Material shown Block Start
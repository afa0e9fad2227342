use thiserror::Error;

#[derive(Debug, Error)]
pub enum LlmError {
    #[error("model API returned {status}: {body}")]
    Api { status: u16, body: String },

    #[error("malformed model response: {0}")]
    MalformedResponse(String),

    #[error("{0}")]
    Config(String),
}

impl LlmError {
    /// Rate limits and server-side failures are worth another attempt.
    pub fn is_transient(&self) -> bool {
        match self {
            LlmError::Api { status, .. } => *status == 408 || *status == 429 || *status >= 500,
            LlmError::MalformedResponse(_) | LlmError::Config(_) => false,
        }
    }
}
Material shown Block End
- Exercise details
Return the whole listing, word for word.

- Written answer
repository afa0e9fad2227342
use thiserror::Error;

#[derive(Debug, Error)]
pub enum LlmError {
    #[error("model API returned {status}: {body}")]
    Api { status: u16, body: String },

    #[error("malformed model response: {0}")]
    MalformedResponse(String),

    #[error("{0}")]
    Config(String),
}

impl LlmError {
    /// Rate limits and server-side failures are worth another attempt.
    pub fn is_transient(&self) -> bool {
        match self {
            LlmError::Api { status, .. } => *status == 408 || *status == 429 || *status >= 500,
            LlmError::MalformedResponse(_) | LlmError::Config(_) => false,
        }
    }
}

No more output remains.